BEGIN
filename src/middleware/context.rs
//! Per-request correlation state
//!
//! The context stage allocates a [`RequestContext`] for every request and
//! stores it (behind an `Arc`) in the request extensions. Handlers can take it
//! with `Extension<Arc<RequestContext>>`.

use axum::{
    extract::{ConnectInfo, Request, State},
    http::{HeaderMap, HeaderValue},
    middleware::Next,
    response::Response,
};
use std::net::SocketAddr;
use std::sync::{Arc, OnceLock};
use std::time::{Duration, Instant};
use tracing::Instrument;
use uuid::Uuid;

pub const REQUEST_ID_HEADER: &str = "x-request-id";

#[derive(Debug)]
pub struct RequestContext {
    id: String,
    started_at: Instant,
    client_key: String,
    subject: OnceLock<String>,
}

impl RequestContext {
    pub fn new(client_key: impl Into<String>) -> Self {
        Self {
            id: Uuid::new_v4().to_string(),
            started_at: Instant::now(),
            client_key: client_key.into(),
            subject: OnceLock::new(),
        }
    }

    pub fn id(&self) -> &str {
        &self.id
    }

    pub fn started_at(&self) -> Instant {
        self.started_at
    }

    pub fn elapsed(&self) -> Duration {
        self.started_at.elapsed()
    }

    pub fn client_key(&self) -> &str {
        &self.client_key
    }

    /// Authenticated principal, once resolved
    pub fn subject(&self) -> Option<&str> {
        self.subject.get().map(String::as_str)
    }

    /// Record the authenticated principal. The first value wins; returns
    /// `false` if a subject was already set.
    pub fn set_subject(&self, subject: impl Into<String>) -> bool {
        self.subject.set(subject.into()).is_ok()
    }
}

/// Slot the outermost boundary reads the request id from, even when the
/// inner chain never produced a response.
#[derive(Debug, Clone, Default)]
pub struct TraceSlot(Arc<OnceLock<String>>);

impl TraceSlot {
    pub fn fill(&self, id: &str) {
        let _ = self.0.set(id.to_string());
    }

    pub fn get(&self) -> Option<String> {
        self.0.get().cloned()
    }
}

/// How the client key is derived.
#[derive(Debug, Clone, Copy, Default)]
pub struct ClientKeyPolicy {
    /// Prefer `X-Forwarded-For` / `X-Real-IP` over the socket peer address
    pub trust_forwarded_for: bool,
}

/// Client key for rate limiting: peer IP, or the proxy headers when trusted.
pub fn client_key(headers: &HeaderMap, peer: Option<SocketAddr>, policy: ClientKeyPolicy) -> String {
    if policy.trust_forwarded_for {
        let forwarded = headers
            .get("x-forwarded-for")
            .and_then(|v| v.to_str().ok())
            .and_then(|s| s.split(',').next())
            .map(|s| s.trim().to_string())
            .filter(|s| !s.is_empty())
            .or_else(|| {
                headers
                    .get("x-real-ip")
                    .and_then(|v| v.to_str().ok())
                    .map(|s| s.trim().to_string())
                    .filter(|s| !s.is_empty())
            });
        if let Some(ip) = forwarded {
            return ip;
        }
    }

    peer.map(|addr| addr.ip().to_string())
        .unwrap_or_else(|| "unknown".to_string())
}

pub async fn request_context(
    State(policy): State<ClientKeyPolicy>,
    mut request: Request,
    next: Next,
) -> Response {
    let peer = request
        .extensions()
        .get::<ConnectInfo<SocketAddr>>()
        .map(|ConnectInfo(addr)| *addr);
    let context = Arc::new(RequestContext::new(client_key(
        request.headers(),
        peer,
        policy,
    )));

    if let Some(slot) = request.extensions().get::<TraceSlot>() {
        slot.fill(context.id());
    }
    request.extensions_mut().insert(context.clone());

    let span = tracing::info_span!("request", request_id = %context.id());
    let mut response = next.run(request).instrument(span).await;

    if let Ok(value) = HeaderValue::from_str(context.id()) {
        response.headers_mut().insert(REQUEST_ID_HEADER, value);
    }
    response
}
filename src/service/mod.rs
//! Business logic layer

pub mod auth;

pub use auth::AuthService;
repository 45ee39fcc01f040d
//! REST API handlers and shared extractors

pub mod auth;
pub mod health;
pub mod metrics;

use crate::error::AppError;
use axum::{
    extract::{rejection::JsonRejection, FromRequest, Request},
    Json,
};
use serde::de::DeserializeOwned;
use validator::Validate;

/// JSON body that has been deserialized and validated.
///
/// Parser rejections and rule violations both surface as validation errors,
/// so the client never sees the framework's plain-text rejection.
#[derive(Debug, Clone)]
pub struct ValidatedJson<T>(pub T);

impl<S, T> FromRequest<S> for ValidatedJson<T>
where
    S: Send + Sync,
    T: DeserializeOwned + Validate,
{
    type Rejection = AppError;

    async fn from_request(req: Request, state: &S) -> Result<Self, Self::Rejection> {
        let Json(value) = Json::<T>::from_request(req, state)
            .await
            .map_err(reject_json)?;
        value.validate()?;
        Ok(Self(value))
    }
}

pub(crate) fn reject_json(rejection: JsonRejection) -> AppError {
    // Parser positions stay in the logs.
    tracing::debug!(error = %rejection.body_text(), "JSON body rejected");
    let message = match rejection {
        JsonRejection::MissingJsonContentType(_) => "Expected a JSON request body",
        _ => "Invalid request body",
    };
    AppError::validation(message, None)
}
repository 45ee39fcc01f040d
//! Canonical stage order
//!
//! Outer to inner:
//! 1. error boundary
//! 2. request context (request id, client key)
//! 3. timing and request logging
//! 4. content-type / payload-size validation
//! 5. rate limiting
//! 6. injection screening
//! 7. security headers
//! 8. handler
//!
//! Timing sits just inside the context stage so the logged duration and the
//! `X-Process-Time` header cover every stage that can reject.

use super::{
    error_boundary, injection_screen, rate_limit, request_context, request_logging,
    request_validation, security_headers, BoundaryState, ClientKeyPolicy, ErrorAlerter,
    InjectionState, RateLimitState, RequestLogging, SecurityHeaders,
};
use crate::config::{Config, RequestValidationConfig};
use crate::error::ErrorTranslator;
use crate::ratelimit::RateLimiter;
use crate::security::InjectionScreen;
use anyhow::{Context, Result};
use axum::{middleware::from_fn_with_state, Router};
use std::sync::Arc;
use tower::ServiceBuilder;

/// Pre-built state for every stage, assembled once at startup.
#[derive(Clone)]
pub struct Pipeline {
    boundary: BoundaryState,
    client_keys: ClientKeyPolicy,
    logging: RequestLogging,
    validation: Arc<RequestValidationConfig>,
    rate_limit: RateLimitState,
    injection: InjectionState,
    security_headers: Arc<SecurityHeaders>,
}

impl Pipeline {
    pub fn new(
        config: &Config,
        limiter: Arc<dyn RateLimiter>,
        screen: Arc<InjectionScreen>,
        alerter: Arc<ErrorAlerter>,
    ) -> Result<Self> {
        let security_headers = Arc::new(
            SecurityHeaders::new(&config.security_headers)
                .context("invalid security header configuration")?,
        );

        Ok(Self {
            boundary: BoundaryState::new(
                ErrorTranslator::new(config.debug),
                alerter,
                security_headers.clone(),
            ),
            client_keys: ClientKeyPolicy {
                trust_forwarded_for: config.rate_limit.trust_forwarded_for,
            },
            logging: RequestLogging::new(config.request_logging.clone()),
            validation: Arc::new(config.request_validation.clone()),
            rate_limit: RateLimitState::new(config.rate_limit.clone(), limiter),
            injection: InjectionState::new(
                screen,
                config.injection_screen.clone(),
                config.request_validation.max_body_bytes,
            ),
            security_headers,
        })
    }

    /// Wrap every route of `router` in the full stage chain.
    pub fn apply<S>(&self, router: Router<S>) -> Router<S>
    where
        S: Clone + Send + Sync + 'static,
    {
        // ServiceBuilder layers run top to bottom on the way in.
        router.layer(
            ServiceBuilder::new()
                .layer(from_fn_with_state(self.boundary.clone(), error_boundary))
                .layer(from_fn_with_state(self.client_keys, request_context))
                .layer(from_fn_with_state(self.logging.clone(), request_logging))
                .layer(from_fn_with_state(
                    self.validation.clone(),
                    request_validation,
                ))
                .layer(from_fn_with_state(self.rate_limit.clone(), rate_limit))
                .layer(from_fn_with_state(self.injection.clone(), injection_screen))
                .layer(from_fn_with_state(
                    self.security_headers.clone(),
                    security_headers,
                )),
        )
    }
}
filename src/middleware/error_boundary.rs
//! Outermost pipeline stage
//!
//! Catches panics from everything inside it, turns a pending [`AppError`]
//! into exactly one [`ErrorEnvelope`] and normalises framework error
//! responses (unknown route, wrong method, extractor rejections) that are not
//! JSON. Whatever path a request took, the response leaves here with the
//! request id, process time and security headers attached.

use super::{SecurityHeaders, TraceSlot, REQUEST_ID_HEADER};
use crate::config::ErrorAlertConfig;
use crate::error::{codes, AppError, ErrorEnvelope, ErrorKind, ErrorTranslator, PendingError};
use axum::{
    extract::{Request, State},
    http::{header, HeaderValue, StatusCode},
    middleware::Next,
    response::{IntoResponse, Response},
};
use futures_util::FutureExt;
use std::any::Any;
use std::panic::AssertUnwindSafe;
use std::sync::{Arc, Mutex};
use std::time::{Duration, Instant};

pub const PROCESS_TIME_HEADER: &str = "x-process-time";

/// Raises an error-level alert when unexpected failures pile up.
#[derive(Debug)]
pub struct ErrorAlerter {
    threshold: u64,
    interval: Duration,
    state: Mutex<AlertState>,
}

#[derive(Debug, Default)]
struct AlertState {
    count: u64,
    last_alert: Option<Instant>,
}

impl ErrorAlerter {
    pub fn new(config: &ErrorAlertConfig) -> Self {
        Self {
            threshold: config.threshold.max(1),
            interval: Duration::from_secs(config.interval_secs),
            state: Mutex::new(AlertState::default()),
        }
    }

    /// Count one failure. Returns `true` when this call raised an alert.
    pub fn record(&self, kind: ErrorKind) -> bool {
        if !kind.is_unexpected() {
            return false;
        }

        let mut state = self.state.lock().unwrap_or_else(|e| e.into_inner());
        state.count += 1;

        let due = state
            .last_alert
            .map_or(true, |at| at.elapsed() >= self.interval);
        if state.count < self.threshold || !due {
            return false;
        }

        tracing::error!(
            error_count = state.count,
            interval_secs = self.interval.as_secs(),
            "error alert triggered"
        );
        state.count = 0;
        state.last_alert = Some(Instant::now());
        true
    }

    pub fn pending(&self) -> u64 {
        self.state.lock().unwrap_or_else(|e| e.into_inner()).count
    }
}

/// Everything the boundary needs, built once at startup.
#[derive(Clone)]
pub struct BoundaryState {
    translator: ErrorTranslator,
    alerter: Arc<ErrorAlerter>,
    headers: Arc<SecurityHeaders>,
}

impl BoundaryState {
    pub fn new(
        translator: ErrorTranslator,
        alerter: Arc<ErrorAlerter>,
        headers: Arc<SecurityHeaders>,
    ) -> Self {
        Self {
            translator,
            alerter,
            headers,
        }
    }

    fn report(&self, error: &AppError, trace_id: Option<&str>, method: &str, path: &str) {
        let kind = error.kind();
        let trace_id = trace_id.unwrap_or("-");
        match kind {
            ErrorKind::Validation => {
                tracing::warn!(trace_id, method, path, error = %error, "Validation error")
            }
            ErrorKind::Application => {
                tracing::error!(trace_id, method, path, error = %error, "Application error")
            }
            ErrorKind::Storage => {
                tracing::error!(trace_id, method, path, error = ?error, "Storage error")
            }
            ErrorKind::Unknown => {
                tracing::error!(trace_id, method, path, error = ?error, "Unhandled error")
            }
        }
        metrics::counter!("portico_errors_total", "kind" => kind.as_str()).increment(1);
        self.alerter.record(kind);
    }
}

pub async fn error_boundary(
    State(state): State<BoundaryState>,
    mut request: Request,
    next: Next,
) -> Response {
    let slot = TraceSlot::default();
    request.extensions_mut().insert(slot.clone());

    let started = Instant::now();
    let hsts = state.headers.wants_hsts(request.headers());
    let method = request.method().to_string();
    let path = request.uri().path().to_string();

    let mut response = match AssertUnwindSafe(next.run(request)).catch_unwind().await {
        Ok(response) => response,
        Err(payload) => AppError::Panic(panic_message(&*payload)).into_response(),
    };
    let trace_id = slot.get();

    if let Some(PendingError(error)) = response.extensions_mut().remove::<PendingError>() {
        state.report(&error, trace_id.as_deref(), &method, &path);
        let (status, envelope) = state.translator.translate(&error, trace_id.as_deref());
        response = replace_body(response, status, envelope);
    } else if is_unshaped_error(&response) {
        let status = response.status();
        let envelope = generic_envelope(status).with_trace_id(trace_id.clone());
        response = replace_body(response, status, envelope);
    }

    let headers = response.headers_mut();
    state.headers.apply(headers, hsts);
    if let Some(id) = trace_id.as_deref() {
        if !headers.contains_key(REQUEST_ID_HEADER) {
            if let Ok(value) = HeaderValue::from_str(id) {
                headers.insert(REQUEST_ID_HEADER, value);
            }
        }
    }
    if !headers.contains_key(PROCESS_TIME_HEADER) {
        if let Ok(value) = HeaderValue::from_str(&format_process_time(started.elapsed())) {
            headers.insert(PROCESS_TIME_HEADER, value);
        }
    }
    if response.status() == StatusCode::UNAUTHORIZED {
        response
            .headers_mut()
            .entry(header::WWW_AUTHENTICATE)
            .or_insert(HeaderValue::from_static("Bearer"));
    }
    response
}

pub fn format_process_time(elapsed: Duration) -> String {
    format!("{:.3}s", elapsed.as_secs_f64())
}

fn panic_message(payload: &(dyn Any + Send)) -> String {
    if let Some(msg) = payload.downcast_ref::<&str>() {
        (*msg).to_string()
    } else if let Some(msg) = payload.downcast_ref::<String>() {
        msg.clone()
    } else {
        "unknown panic payload".to_string()
    }
}

/// An error status whose body is not already JSON.
fn is_unshaped_error(response: &Response) -> bool {
    let status = response.status();
    if !status.is_client_error() && !status.is_server_error() {
        return false;
    }
    let content_type = response
        .headers()
        .get(header::CONTENT_TYPE)
        .and_then(|v| v.to_str().ok())
        .unwrap_or("");
    !content_type.contains("json")
}

/// Keeps the inner response's headers and swaps in the envelope body.
fn replace_body(response: Response, status: StatusCode, envelope: ErrorEnvelope) -> Response {
    let (mut parts, _) = response.into_parts();
    let (_, body) = envelope.into_response_with(status).into_parts();
    parts.status = status;
    parts.headers.remove(header::CONTENT_LENGTH);
    parts.headers.insert(
        header::CONTENT_TYPE,
        HeaderValue::from_static("application/json"),
    );
    Response::from_parts(parts, body)
}

fn generic_envelope(status: StatusCode) -> ErrorEnvelope {
    let (code, message) = match status {
        StatusCode::BAD_REQUEST => (codes::INVALID_REQUEST, "Invalid request"),
        StatusCode::UNAUTHORIZED => (codes::AUTHENTICATION, "Authentication required"),
        StatusCode::FORBIDDEN => (codes::AUTHORIZATION, "Access denied"),
        StatusCode::NOT_FOUND => (codes::NOT_FOUND, "Not found"),
        StatusCode::METHOD_NOT_ALLOWED => (codes::METHOD_NOT_ALLOWED, "Method not allowed"),
        StatusCode::CONFLICT => (codes::CONFLICT, "Resource conflict"),
        StatusCode::PAYLOAD_TOO_LARGE => (codes::PAYLOAD_TOO_LARGE, "Request Entity Too Large"),
        StatusCode::UNSUPPORTED_MEDIA_TYPE => {
            (codes::UNSUPPORTED_MEDIA_TYPE, "Unsupported Media Type")
        }
        StatusCode::UNPROCESSABLE_ENTITY => (codes::VALIDATION, "Validation error"),
        StatusCode::TOO_MANY_REQUESTS => (codes::RATE_LIMITED, "Too Many Requests"),
        _ if status.is_client_error() => (codes::INVALID_REQUEST, "Invalid request"),
        _ => (codes::INTERNAL, "Internal server error"),
    };
    ErrorEnvelope::new(code, message)
}

#[cfg(test)]
mod tests {
    use super::*;
    use crate::config::SecurityHeadersConfig;
    use crate::middleware::{request_context, ClientKeyPolicy};
    use axum::{body::Body, routing::get, Router};
    use tower::ServiceExt;

    fn state(debug: bool) -> BoundaryState {
        BoundaryState::new(
            ErrorTranslator::new(debug),
            Arc::new(ErrorAlerter::new(&ErrorAlertConfig::default())),
            Arc::new(SecurityHeaders::new(&SecurityHeadersConfig::default()).unwrap()),
        )
    }

    async fn boom() -> crate::error::Result<&'static str> {
        Err(anyhow::anyhow!("disk on fire").into())
    }

    async fn explode() -> &'static str {
        panic!("handler exploded")
    }

    async fn locked() -> crate::error::Result<&'static str> {
        Err(AppError::Unauthorized("Could not validate credentials".into()))
    }

    fn app(debug: bool) -> Router {
        Router::new()
            .route("/boom", get(boom))
            .route("/explode", get(explode))
            .route("/locked", get(locked))
            .route("/ok", get(|| async { "ok" }))
            .layer(axum::middleware::from_fn_with_state(
                ClientKeyPolicy::default(),
                request_context,
            ))
            .layer(axum::middleware::from_fn_with_state(state(debug), error_boundary))
    }

    async fn call(app: Router, uri: &str) -> (Response, ErrorEnvelope) {
        let response = app
            .oneshot(
                axum::http::Request::builder()
                    .uri(uri)
                    .body(Body::empty())
                    .unwrap(),
            )
            .await
            .unwrap();
        let (parts, body) = response.into_parts();
        let bytes = axum::body::to_bytes(body, usize::MAX).await.unwrap();
        let envelope = serde_json::from_slice(&bytes).unwrap();
        (Response::from_parts(parts, Body::empty()), envelope)
    }

    #[tokio::test]
    async fn test_internal_error_becomes_single_envelope() {
        let (response, envelope) = call(app(false), "/boom").await;

        assert_eq!(response.status(), StatusCode::INTERNAL_SERVER_ERROR);
        assert_eq!(envelope.error_code, codes::INTERNAL);
        assert_eq!(envelope.details, None);
        let request_id = response.headers().get(REQUEST_ID_HEADER).unwrap();
        assert_eq!(envelope.trace_id.as_deref(), request_id.to_str().ok());
    }

    #[tokio::test]
    async fn test_panic_is_caught_and_translated() {
        let (response, envelope) = call(app(false), "/explode").await;

        assert_eq!(response.status(), StatusCode::INTERNAL_SERVER_ERROR);
        assert_eq!(envelope.error_code, codes::INTERNAL);
        assert!(envelope.trace_id.is_some());
        assert!(response.headers().get(REQUEST_ID_HEADER).is_some());
        assert!(response.headers().get(PROCESS_TIME_HEADER).is_some());
        assert_eq!(response.headers().get("x-frame-options").unwrap(), "DENY");
    }

    #[tokio::test]
    async fn test_panic_detail_only_in_debug() {
        let (_, envelope) = call(app(true), "/explode").await;
        assert_eq!(envelope.details.unwrap()["error"], "handler exploded");
    }

    #[tokio::test]
    async fn test_unknown_route_normalised() {
        let (response, envelope) = call(app(false), "/nowhere").await;

        assert_eq!(response.status(), StatusCode::NOT_FOUND);
        assert_eq!(envelope.error_code, codes::NOT_FOUND);
        assert_eq!(envelope.message, "Not found");
        assert_eq!(
            response.headers().get(header::CONTENT_TYPE).unwrap(),
            "application/json"
        );
    }

    #[tokio::test]
    async fn test_unauthorized_carries_www_authenticate() {
        let (response, envelope) = call(app(false), "/locked").await;

        assert_eq!(response.status(), StatusCode::UNAUTHORIZED);
        assert_eq!(envelope.error_code, codes::AUTHENTICATION);
        assert_eq!(
            response.headers().get(header::WWW_AUTHENTICATE).unwrap(),
            "Bearer"
        );
    }

    #[tokio::test]
    async fn test_success_passes_with_headers() {
        let response = app(false)
            .oneshot(
                axum::http::Request::builder()
                    .uri("/ok")
                    .body(Body::empty())
                    .unwrap(),
            )
            .await
            .unwrap();

        assert_eq!(response.status(), StatusCode::OK);
        assert!(response.headers().get(REQUEST_ID_HEADER).is_some());
        assert_eq!(
            response.headers().get("x-content-type-options").unwrap(),
            "nosniff"
        );
    }

    #[test]
    fn test_alerter_fires_at_threshold_then_waits_for_interval() {
        let alerter = ErrorAlerter::new(&ErrorAlertConfig {
            threshold: 3,
            interval_secs: 3600,
        });

        assert!(!alerter.record(ErrorKind::Unknown));
        assert!(!alerter.record(ErrorKind::Storage));
        assert!(alerter.record(ErrorKind::Unknown));
        assert_eq!(alerter.pending(), 0);

        for _ in 0..5 {
            assert!(!alerter.record(ErrorKind::Unknown));
        }
        assert_eq!(alerter.pending(), 5);
    }

    #[test]
    fn test_alerter_ignores_expected_failures() {
        let alerter = ErrorAlerter::new(&ErrorAlertConfig {
            threshold: 1,
            interval_secs: 0,
        });
        assert!(!alerter.record(ErrorKind::Validation));
        assert!(!alerter.record(ErrorKind::Application));
        assert_eq!(alerter.pending(), 0);
        assert!(alerter.record(ErrorKind::Unknown));
    }

    #[test]
    fn test_process_time_format() {
        assert_eq!(format_process_time(Duration::from_millis(1234)), "1.234s");
    }
}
END
Show all lines in the entries above where the string "false" appears.

Expected answer
    /// `false` if a subject was already set.
            return false;
            return false;
        return false;
        let (response, envelope) = call(app(false), "/boom").await;
        let (response, envelope) = call(app(false), "/explode").await;
        let (response, envelope) = call(app(false), "/nowhere").await;
        let (response, envelope) = call(app(false), "/locked").await;
        let response = app(false)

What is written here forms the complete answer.